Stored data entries
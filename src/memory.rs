//! The segmented store of the machine: an append-only instruction region,
//! a data region with two memory-mapped windows carved out of it (the
//! keyboard cell and the video range), and the label table the loader fills
//! in. All address validation lives here; the processor only ever goes
//! through `get_data`/`set_data`.

use crate::devices::Keyboard;
use crate::error::Error;
use crate::fields::clamp16;
use crate::instructions::Instruction;
use std::collections::HashMap;
use std::sync::Arc;

pub const MAX_MEMORY_SIZE: usize = 65536;
pub const MIN_MEMORY_SIZE: usize = 1024;

pub struct Memory {
    instruction_memory_size: usize,
    data_memory_size: usize,
    instruction_memory: Vec<Instruction>,
    data_memory: Vec<Option<i16>>,
    keyboard_buffer_address: i32,
    video_memory_start: i32,
    video_memory_end: i32,
    labels: HashMap<String, usize>,
    // The live peripheral handle. The keyboard is *addressed* through its
    // data-memory cell but never stored in one; the cell itself stays
    // untouched by programs.
    keyboard: Option<Arc<Keyboard>>,
}

impl Memory {
    pub fn new(
        instruction_memory_size: usize,
        data_memory_size: usize,
        keyboard_buffer_address: usize,
        video_memory_start: usize,
        video_memory_end: usize,
    ) -> Result<Memory, Error> {
        validate_memory_size(instruction_memory_size)?;
        validate_memory_size(data_memory_size)?;
        if keyboard_buffer_address >= data_memory_size {
            return Err(Error::InvalidDataAddress { address: keyboard_buffer_address as i32 });
        }
        if video_memory_start >= data_memory_size
            || video_memory_end >= data_memory_size
            || video_memory_end < video_memory_start
        {
            return Err(Error::InvalidDataAddress { address: video_memory_end as i32 });
        }
        if (video_memory_start..=video_memory_end).contains(&keyboard_buffer_address) {
            // the keyboard cell and the video window must stay disjoint
            return Err(Error::InvalidDataAddress { address: keyboard_buffer_address as i32 });
        }
        Ok(Memory {
            instruction_memory_size,
            data_memory_size,
            instruction_memory: Vec::new(),
            data_memory: vec![None; data_memory_size],
            keyboard_buffer_address: keyboard_buffer_address as i32,
            video_memory_start: video_memory_start as i32,
            video_memory_end: video_memory_end as i32,
            labels: HashMap::new(),
            keyboard: None,
        })
    }

    /// Append one decoded instruction (or label placeholder). A supplied
    /// label name is bound to the index just appended.
    pub fn add_instruction(
        &mut self,
        instruction: Instruction,
        label: Option<&str>,
    ) -> Result<(), Error> {
        if self.instruction_memory.len() >= self.instruction_memory_size {
            return Err(Error::InstructionOverflow { capacity: self.instruction_memory_size });
        }
        self.instruction_memory.push(instruction);
        if let Some(name) = label {
            let index = self.instruction_memory.len() - 1;
            if let Some(previous) = self.labels.insert(name.to_string(), index) {
                tracing::warn!(label = name, previous, index, "label redefined");
            }
        }
        Ok(())
    }

    pub fn get_instruction(&self, address: usize) -> Result<&Instruction, Error> {
        self.instruction_memory
            .get(address)
            .ok_or(Error::InvalidInstrAddress { address: address as i32 })
    }

    /// True iff `address` falls inside the written prefix of the program.
    pub fn is_valid_instr_addr(&self, address: i32) -> bool {
        address >= 0 && (address as usize) < self.instruction_memory.len()
    }

    pub fn instruction_count(&self) -> usize {
        self.instruction_memory.len()
    }

    /// Store a value into data memory. Video cells keep only the low byte;
    /// everything else is clamped to the signed 16-bit range. The keyboard
    /// cell rejects program writes.
    pub fn set_data(&mut self, address: i32, value: i64) -> Result<(), Error> {
        self.check_data_address(address)?;
        let cell = if self.is_video(address) { (value & 0xff) as i16 } else { clamp16(value) };
        self.data_memory[address as usize] = Some(cell);
        Ok(())
    }

    /// Read a data cell; uninitialised cells read as 0. The keyboard cell is
    /// not a readable data cell; the processor intercepts that address
    /// before ever calling this.
    pub fn get_data(&self, address: i32) -> Result<i16, Error> {
        self.check_data_address(address)?;
        Ok(self.data_memory[address as usize].unwrap_or(0))
    }

    /// Is this address the memory-mapped keyboard port?
    pub fn is_keyboard_port(&self, address: i32) -> bool {
        address == self.keyboard_buffer_address
    }

    /// Host-only back channel: hand the keyboard FIFO to the interpreter.
    pub fn set_keyboard_pointer(&mut self, keyboard: Arc<Keyboard>) {
        self.keyboard = Some(keyboard);
    }

    pub fn get_keyboard_pointer(&self) -> Option<Arc<Keyboard>> {
        self.keyboard.as_ref().map(Arc::clone)
    }

    /// An ordered snapshot of the video window, `ve - vs + 1` cells long.
    /// `None` marks cells no program has written yet.
    pub fn read_video_memory(&self) -> Vec<Option<u8>> {
        self.data_memory[self.video_memory_start as usize..=self.video_memory_end as usize]
            .iter()
            .map(|cell| cell.map(|value| value as u8))
            .collect()
    }

    pub fn resolve_label(&self, name: &str) -> Result<usize, Error> {
        self.labels
            .get(name)
            .copied()
            .ok_or_else(|| Error::UnknownLabel { name: name.to_string() })
    }

    /// Drop the program and its labels so a changed source file can be
    /// assembled from scratch. Data memory is left alone.
    pub(crate) fn clear_program(&mut self) {
        self.instruction_memory.clear();
        self.labels.clear();
    }

    fn is_video(&self, address: i32) -> bool {
        address >= self.video_memory_start && address <= self.video_memory_end
    }

    fn check_data_address(&self, address: i32) -> Result<(), Error> {
        if address < 0 || address as usize >= self.data_memory_size {
            return Err(Error::InvalidDataAddress { address });
        }
        if address == self.keyboard_buffer_address {
            return Err(Error::InvalidDataAddress { address });
        }
        Ok(())
    }
}

fn validate_memory_size(size: usize) -> Result<(), Error> {
    if size == 0 || size % MIN_MEMORY_SIZE != 0 || size > MAX_MEMORY_SIZE {
        return Err(Error::InvalidMemorySize { size });
    }
    Ok(())
}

Your objective:
Search the lines above for the string "through" and copy each line that has it.

Answer to this problem:
//! through `get_data`/`set_data`.
    // The live peripheral handle. The keyboard is *addressed* through its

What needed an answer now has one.